## EXERCISE AIM
Go through the records that follow and tally the lines with "MemoryStorage" in them; answer with the number alone.

## RECORD SET
::::

use serde::{Deserialize, Serialize};

/// Headline totals shown at the top of the dashboard.
#[derive(Debug, Clone, Copy, Default, PartialEq, Eq, Serialize, Deserialize)]
#[serde(rename_all = "camelCase")]
#[cfg_attr(feature = "ts", derive(ts_rs::TS), ts(export))]
pub struct StatsSnapshot {
    pub total_students: u64,
    pub total_programs: u64,
    pub total_colleges: u64,
}

/// Raw body of the stats endpoint. Every field is optional on the wire.
#[derive(Debug, Clone, Default, Deserialize)]
pub struct StatsResponse {
    #[serde(default)]
    pub total_students: Option<i64>,
    #[serde(default)]
    pub total_programs: Option<i64>,
    #[serde(default)]
    pub total_colleges: Option<i64>,
}

fn non_negative(value: Option<i64>) -> u64 {
    value.map(|v| v.max(0) as u64).unwrap_or(0)
}

impl From<StatsResponse> for StatsSnapshot {
    fn from(raw: StatsResponse) -> Self {
        Self {
            total_students: non_negative(raw.total_students),
            total_programs: non_negative(raw.total_programs),
            total_colleges: non_negative(raw.total_colleges),
        }
    }
}
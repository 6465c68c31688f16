use async_trait::async_trait;

use super::ApiError;
use crate::models::{ChartsResponse, StatsResponse};

/// Source of the headline totals.
#[async_trait]
pub trait StatsEndpoint: Send + Sync {
    async fn fetch_stats(&self) -> Result<StatsResponse, ApiError>;
}

/// Source of the raw chart series.
#[async_trait]
pub trait ChartsEndpoint: Send + Sync {
    async fn fetch_charts(&self) -> Result<ChartsResponse, ApiError>;
}
//! Normalization of untrusted chart records.
//!
//! The charts endpoint returns loosely shaped JSON. Everything that reaches
//! the dashboard state goes through `sanitize` first, which never fails: bad
//! input produces fewer records, not an error.

use serde_json::{Map, Value};
use tracing::debug;

use crate::models::{ChartKind, ChartRecord, ChartSnapshot, ChartsResponse};

/// Fallback field for the record code when the kind-specific one is missing.
const CODE_FALLBACK_FIELD: &str = "code";

/// Fallback field for the display name.
const NAME_FALLBACK_FIELD: &str = "name";

/// Count fields, checked in order. `studentCount` lets sanitized output be
/// fed back through unchanged.
const COUNT_FIELDS: [&str; 3] = ["student_count", "studentCount", "count"];

/// Sanitize one raw chart series.
///
/// Non-array input yields an empty list. Non-object entries are skipped and
/// do not count towards the `{kind}_{index}` position of synthetic codes.
/// Records whose count resolves to zero are dropped, and the result is sorted
/// by descending count with ties kept in their original order.
pub fn sanitize(raw: &Value, kind: ChartKind) -> Vec<ChartRecord> {
    let Some(items) = raw.as_array() else {
        if !raw.is_null() {
            debug!(%kind, "Chart series is not an array, ignoring");
        }
        return Vec::new();
    };

    let mut records: Vec<ChartRecord> = items
        .iter()
        .filter_map(Value::as_object)
        .enumerate()
        .map(|(index, obj)| to_record(obj, kind, index))
        .filter(|record| record.student_count > 0)
        .collect();

    // sort_by is stable, so equal counts keep their input order
    records.sort_by(|a, b| b.student_count.cmp(&a.student_count));

    if records.len() != items.len() {
        debug!(%kind, raw = items.len(), kept = records.len(), "Dropped chart records");
    }

    records
}

/// Sanitize both series of a charts response.
pub fn sanitize_charts(raw: &ChartsResponse) -> ChartSnapshot {
    ChartSnapshot {
        by_program: sanitize(&raw.students_by_program, ChartKind::Program),
        by_college: sanitize(&raw.students_by_college, ChartKind::College),
    }
}

fn to_record(obj: &Map<String, Value>, kind: ChartKind, index: usize) -> ChartRecord {
    let code = text_field(obj, kind.code_field())
        .or_else(|| text_field(obj, CODE_FALLBACK_FIELD))
        .unwrap_or_else(|| format!("{}_{}", kind.prefix(), index));

    let name = text_field(obj, kind.name_field())
        .or_else(|| text_field(obj, NAME_FALLBACK_FIELD))
        .unwrap_or_else(|| code.clone());

    let student_count = COUNT_FIELDS
        .iter()
        .find_map(|field| obj.get(*field).filter(|v| !v.is_null()))
        .map(coerce_count)
        .unwrap_or(0);

    ChartRecord {
        code,
        name,
        student_count,
    }
}

/// Read a field as non-empty trimmed text. Numbers are rendered as strings;
/// anything else counts as absent.
fn text_field(obj: &Map<String, Value>, field: &str) -> Option<String> {
    match obj.get(field)? {
        Value::String(s) => {
            let trimmed = s.trim();
            (!trimmed.is_empty()).then(|| trimmed.to_string())
        }
        Value::Number(n) => Some(n.to_string()),
        _ => None,
    }
}

/// Coerce a count to a non-negative integer. Non-numeric, negative, and
/// non-finite values become 0; fractions truncate.
fn coerce_count(value: &Value) -> u64 {
    let number = match value {
        Value::Number(n) => {
            if let Some(v) = n.as_u64() {
                return v;
            }
            n.as_f64()
        }
        Value::String(s) => s.trim().parse::<f64>().ok(),
        Value::Bool(_) | Value::Null | Value::Array(_) | Value::Object(_) => None,
    };

    match number {
        Some(v) if v.is_finite() && v > 0.0 => v.trunc() as u64,
        _ => 0,
    }
}
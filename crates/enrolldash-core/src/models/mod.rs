//! Data models for the dashboard feed.
//!
//! - `StatsSnapshot`: headline totals (students, programs, colleges)
//! - `ChartRecord`, `ChartSnapshot`: sanitized per-program and per-college counts
//! - `StatsResponse`, `ChartsResponse`: raw wire shapes from the backend
//! - `FetchState`: where the coordinator is in its refresh cycle

pub mod chart;
pub mod state;
pub mod stats;

pub use chart::{ChartKind, ChartRecord, ChartSnapshot, ChartsResponse};
pub use state::FetchState;
pub use stats::{StatsResponse, StatsSnapshot};
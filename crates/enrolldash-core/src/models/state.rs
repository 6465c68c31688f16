use serde::{Deserialize, Serialize};

/// Where the coordinator is in its refresh cycle.
///
/// `Idle -> Loading -> Idle | Error` on a first load, `Idle -> Refreshing ->
/// Idle | Error` once data exists, and `Error -> Loading | Refreshing` on the
/// next refresh. There is no terminal state.
#[derive(Debug, Clone, Copy, Default, PartialEq, Eq, Serialize, Deserialize)]
#[serde(rename_all = "lowercase")]
#[cfg_attr(feature = "ts", derive(ts_rs::TS), ts(export))]
pub enum FetchState {
    #[default]
    Idle,
    Loading,
    Refreshing,
    Error,
}

impl FetchState {
    pub fn is_loading(&self) -> bool {
        matches!(self, FetchState::Loading)
    }

    pub fn is_refreshing(&self) -> bool {
        matches!(self, FetchState::Refreshing)
    }

    /// True while a fetch is in flight.
    pub fn is_busy(&self) -> bool {
        self.is_loading() || self.is_refreshing()
    }
}

#[cfg(test)]
mod tests {
    use super::*;

    #[test]
    fn test_fetch_state_flags() {
        assert!(FetchState::Loading.is_loading());
        assert!(!FetchState::Loading.is_refreshing());
        assert!(FetchState::Refreshing.is_refreshing());
        assert!(FetchState::Refreshing.is_busy());
        assert!(!FetchState::Idle.is_busy());
        assert!(!FetchState::Error.is_busy());
    }

    #[test]
    fn test_fetch_state_default_is_idle() {
        assert_eq!(FetchState::default(), FetchState::Idle);
    }
}
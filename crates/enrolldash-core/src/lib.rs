//! Core library for enrolldash.
//!
//! This crate holds the data freshness layer behind the enrollment dashboard:
//!
//! - `api`: HTTP transport and the endpoint traits the coordinator consumes
//! - `cache`: TTL cache store over an injected key/value storage
//! - `sanitize`: normalization of untrusted chart records
//! - `coordinator`: refresh orchestration with supersession of stale fetches
//! - `polling`: optional interval-driven refresh
//! - `dashboard`: mount/teardown glue and the read-only view exposed outward

pub mod api;
pub mod cache;
pub mod clock;
pub mod config;
pub mod coordinator;
pub mod dashboard;
pub mod models;
pub mod polling;
pub mod sanitize;
pub mod utils;

pub use api::{ApiClient, ApiError, ChartsEndpoint, StatsEndpoint};
pub use cache::{CacheEntry, CacheStore, DebouncedStorage, FileStorage, KeyValueStorage, MemoryStorage, StorageError};
pub use clock::{Clock, ManualClock, SystemClock};
pub use config::Config;
pub use coordinator::{DashboardState, FetchCoordinator, RefreshHandle, RefreshOutcome};
pub use dashboard::{Dashboard, DashboardView};
pub use models::{ChartKind, ChartRecord, ChartSnapshot, ChartsResponse, FetchState, StatsResponse, StatsSnapshot};
pub use polling::{PollingScheduler, ViewportObserver};
pub use sanitize::{sanitize, sanitize_charts};
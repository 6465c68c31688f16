//! Interval-driven refresh.
//!
//! `PollingScheduler` calls `FetchCoordinator::refresh(false)` on a fixed
//! interval from a background task. It only holds a weak reference to the
//! coordinator, so it never keeps a torn-down dashboard alive.

use std::sync::{Arc, Weak};
use std::time::Duration;

use tokio::sync::mpsc;
use tokio::task::JoinHandle;
use tracing::{debug, info};

use crate::coordinator::FetchCoordinator;

/// Reports whether the dashboard is currently on screen.
pub trait ViewportObserver: Send + Sync {
    fn is_visible(&self) -> bool;
}

pub struct PollingScheduler {
    coordinator: Weak<FetchCoordinator>,
    visibility: Option<Arc<dyn ViewportObserver>>,
    shutdown_tx: Option<mpsc::Sender<()>>,
    task: Option<JoinHandle<()>>,
}

impl PollingScheduler {
    pub fn new(coordinator: &Arc<FetchCoordinator>) -> Self {
        Self {
            coordinator: Arc::downgrade(coordinator),
            visibility: None,
            shutdown_tx: None,
            task: None,
        }
    }

    /// Skip ticks while `observer` reports the dashboard hidden.
    /// Without an observer, polling runs regardless of visibility.
    pub fn with_visibility(mut self, observer: Arc<dyn ViewportObserver>) -> Self {
        self.visibility = Some(observer);
        self
    }

    /// Start polling every `interval`, replacing any running schedule.
    ///
    /// A zero interval disables polling and returns false. The first refresh
    /// happens one interval after start; mounting has already fetched.
    pub fn start(&mut self, interval: Duration) -> bool {
        self.stop();

        if interval.is_zero() {
            info!("Polling disabled, refresh is manual only");
            return false;
        }

        let (shutdown_tx, mut shutdown_rx) = mpsc::channel::<()>(1);
        let coordinator = self.coordinator.clone();
        let visibility = self.visibility.clone();

        let task = tokio::spawn(async move {
            let mut ticker = tokio::time::interval(interval);
            // Skip the first tick (immediate)
            ticker.tick().await;

            loop {
                tokio::select! {
                    biased;
                    _ = shutdown_rx.recv() => {
                        break;
                    }
                    _ = ticker.tick() => {
                        if let Some(observer) = &visibility {
                            if !observer.is_visible() {
                                debug!("Dashboard hidden, skipping poll");
                                continue;
                            }
                        }
                        let Some(coordinator) = coordinator.upgrade() else {
                            debug!("Coordinator dropped, stopping poll loop");
                            break;
                        };
                        debug!("Polling refresh");
                        // The coordinator tracks the task; the handle is not needed
                        let _ = coordinator.refresh(false);
                    }
                }
            }
        });

        info!(interval_ms = interval.as_millis() as u64, "Polling started");
        self.shutdown_tx = Some(shutdown_tx);
        self.task = Some(task);
        true
    }

    /// Stop polling. Safe to call when not running.
    pub fn stop(&mut self) {
        if let Some(tx) = self.shutdown_tx.take() {
            let _ = tx.try_send(());
        }
        if let Some(task) = self.task.take() {
            task.abort();
            debug!("Polling stopped");
        }
    }

    pub fn is_running(&self) -> bool {
        self.task.as_ref().is_some_and(|task| !task.is_finished())
    }
}

impl Drop for PollingScheduler {
    fn drop(&mut self) {
        self.stop();
    }
}
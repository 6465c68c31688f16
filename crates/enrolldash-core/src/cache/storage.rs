//! Synchronous key/value storage backends.

use std::collections::HashMap;
use std::path::PathBuf;
use std::sync::{Arc, Mutex};
use std::time::Duration;

use thiserror::Error;
use tracing::{debug, warn};

use crate::utils::Debouncer;

#[derive(Error, Debug)]
pub enum StorageError {
    #[error("Storage I/O error: {0}")]
    Io(#[from] std::io::Error),

    #[error("Storage quota exceeded: {needed} bytes needed, {capacity} allowed")]
    QuotaExceeded { needed: usize, capacity: usize },

    #[error("Storage unavailable")]
    Unavailable,
}

/// Capacity-limited string store. Callers are expected to tolerate failures.
pub trait KeyValueStorage: Send + Sync {
    fn get(&self, key: &str) -> Result<Option<String>, StorageError>;
    fn set(&self, key: &str, value: &str) -> Result<(), StorageError>;
    fn remove(&self, key: &str) -> Result<(), StorageError>;
}

// ============================================================================
// File storage
// ============================================================================

/// Stores each key as `<dir>/<key>.json`.
#[derive(Debug, Clone)]
pub struct FileStorage {
    dir: PathBuf,
    max_value_bytes: Option<usize>,
}

impl FileStorage {
    pub fn new(dir: PathBuf) -> Self {
        Self {
            dir,
            max_value_bytes: None,
        }
    }

    /// Reject values larger than `max_value_bytes`.
    pub fn with_max_value_bytes(mut self, max_value_bytes: usize) -> Self {
        self.max_value_bytes = Some(max_value_bytes);
        self
    }

    pub fn dir(&self) -> &PathBuf {
        &self.dir
    }

    fn path(&self, key: &str) -> PathBuf {
        self.dir.join(format!("{}.json", key))
    }
}

impl KeyValueStorage for FileStorage {
    fn get(&self, key: &str) -> Result<Option<String>, StorageError> {
        let path = self.path(key);
        if !path.exists() {
            return Ok(None);
        }
        Ok(Some(std::fs::read_to_string(path)?))
    }

    fn set(&self, key: &str, value: &str) -> Result<(), StorageError> {
        if let Some(capacity) = self.max_value_bytes {
            if value.len() > capacity {
                return Err(StorageError::QuotaExceeded {
                    needed: value.len(),
                    capacity,
                });
            }
        }
        std::fs::create_dir_all(&self.dir)?;
        std::fs::write(self.path(key), value)?;
        Ok(())
    }

    fn remove(&self, key: &str) -> Result<(), StorageError> {
        match std::fs::remove_file(self.path(key)) {
            Ok(()) => Ok(()),
            Err(e) if e.kind() == std::io::ErrorKind::NotFound => Ok(()),
            Err(e) => Err(e.into()),
        }
    }
}

// ============================================================================
// Memory storage
// ============================================================================

/// In-process storage with an optional total byte quota (keys plus values).
#[derive(Debug, Default)]
pub struct MemoryStorage {
    entries: Mutex<HashMap<String, String>>,
    capacity_bytes: Option<usize>,
    disabled: bool,
}

impl MemoryStorage {
    pub fn new() -> Self {
        Self::default()
    }

    pub fn with_capacity_bytes(capacity_bytes: usize) -> Self {
        Self {
            capacity_bytes: Some(capacity_bytes),
            ..Self::default()
        }
    }

    /// Storage that fails every call, like a browser with storage turned off.
    pub fn disabled() -> Self {
        Self {
            disabled: true,
            ..Self::default()
        }
    }

    pub fn len(&self) -> usize {
        self.lock().len()
    }

    pub fn is_empty(&self) -> bool {
        self.len() == 0
    }

    fn lock(&self) -> std::sync::MutexGuard<'_, HashMap<String, String>> {
        self.entries.lock().unwrap_or_else(|e| e.into_inner())
    }

    fn check_enabled(&self) -> Result<(), StorageError> {
        if self.disabled {
            Err(StorageError::Unavailable)
        } else {
            Ok(())
        }
    }
}

impl KeyValueStorage for MemoryStorage {
    fn get(&self, key: &str) -> Result<Option<String>, StorageError> {
        self.check_enabled()?;
        Ok(self.lock().get(key).cloned())
    }

    fn set(&self, key: &str, value: &str) -> Result<(), StorageError> {
        self.check_enabled()?;
        let mut entries = self.lock();
        if let Some(capacity) = self.capacity_bytes {
            let used: usize = entries
                .iter()
                .filter(|(k, _)| k.as_str() != key)
                .map(|(k, v)| k.len() + v.len())
                .sum();
            let needed = used + key.len() + value.len();
            if needed > capacity {
                return Err(StorageError::QuotaExceeded { needed, capacity });
            }
        }
        entries.insert(key.to_string(), value.to_string());
        Ok(())
    }

    fn remove(&self, key: &str) -> Result<(), StorageError> {
        self.check_enabled()?;
        self.lock().remove(key);
        Ok(())
    }
}

// ============================================================================
// Debounced storage
// ============================================================================

/// Write-coalescing decorator over another storage.
///
/// `set` only records the latest value per key and restarts a quiescence
/// timer; the backing store is written once the timer fires, on `flush`, or
/// on drop. Reads see pending values. Failed deferred writes are logged.
pub struct DebouncedStorage {
    backing: Arc<Backing>,
    debouncer: Debouncer,
}

/// Pending values plus the store they flush into.
///
/// `write_lock` is held for a whole flush and for every `remove`, so a
/// removal can never be undone by a flush that was already under way.
/// Values stay in `pending` until written, so reads always see one copy.
struct Backing {
    pending: Mutex<HashMap<String, String>>,
    write_lock: Mutex<()>,
    inner: Arc<dyn KeyValueStorage>,
}

impl Backing {
    fn write_pending(&self) {
        let _guard = self.write_lock.lock().unwrap_or_else(|e| e.into_inner());
        let snapshot: Vec<(String, String)> = self
            .pending
            .lock()
            .unwrap_or_else(|e| e.into_inner())
            .iter()
            .map(|(k, v)| (k.clone(), v.clone()))
            .collect();

        for (key, value) in snapshot {
            match self.inner.set(&key, &value) {
                Ok(()) => debug!(key = %key, bytes = value.len(), "Flushed debounced write"),
                Err(e) => warn!(key = %key, error = %e, "Debounced write failed"),
            }
            // A newer value set during the write stays pending
            let mut pending = self.pending.lock().unwrap_or_else(|e| e.into_inner());
            if pending.get(&key) == Some(&value) {
                pending.remove(&key);
            }
        }
    }

    fn remove(&self, key: &str) -> Result<(), StorageError> {
        let _guard = self.write_lock.lock().unwrap_or_else(|e| e.into_inner());
        self.pending
            .lock()
            .unwrap_or_else(|e| e.into_inner())
            .remove(key);
        self.inner.remove(key)
    }
}

impl DebouncedStorage {
    pub fn new(inner: Arc<dyn KeyValueStorage>, delay: Duration) -> Self {
        let backing = Arc::new(Backing {
            pending: Mutex::new(HashMap::new()),
            write_lock: Mutex::new(()),
            inner,
        });

        let flush_backing = Arc::clone(&backing);
        let debouncer = Debouncer::new(delay, move || flush_backing.write_pending());

        Self { backing, debouncer }
    }

    /// Write all pending values to the backing store now.
    pub fn flush(&self) {
        self.debouncer.cancel();
        self.backing.write_pending();
    }

    pub fn has_pending(&self) -> bool {
        !self
            .backing
            .pending
            .lock()
            .unwrap_or_else(|e| e.into_inner())
            .is_empty()
    }
}

impl KeyValueStorage for DebouncedStorage {
    fn get(&self, key: &str) -> Result<Option<String>, StorageError> {
        let pending = self
            .backing
            .pending
            .lock()
            .unwrap_or_else(|e| e.into_inner())
            .get(key)
            .cloned();
        match pending {
            Some(value) => Ok(Some(value)),
            None => self.backing.inner.get(key),
        }
    }

    fn set(&self, key: &str, value: &str) -> Result<(), StorageError> {
        self.backing
            .pending
            .lock()
            .unwrap_or_else(|e| e.into_inner())
            .insert(key.to_string(), value.to_string());
        self.debouncer.trigger();
        Ok(())
    }

    fn remove(&self, key: &str) -> Result<(), StorageError> {
        self.backing.remove(key)
    }
}

impl Drop for DebouncedStorage {
    fn drop(&mut self) {
        self.flush();
    }
}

::::

## EXERCISE OUTPUT
4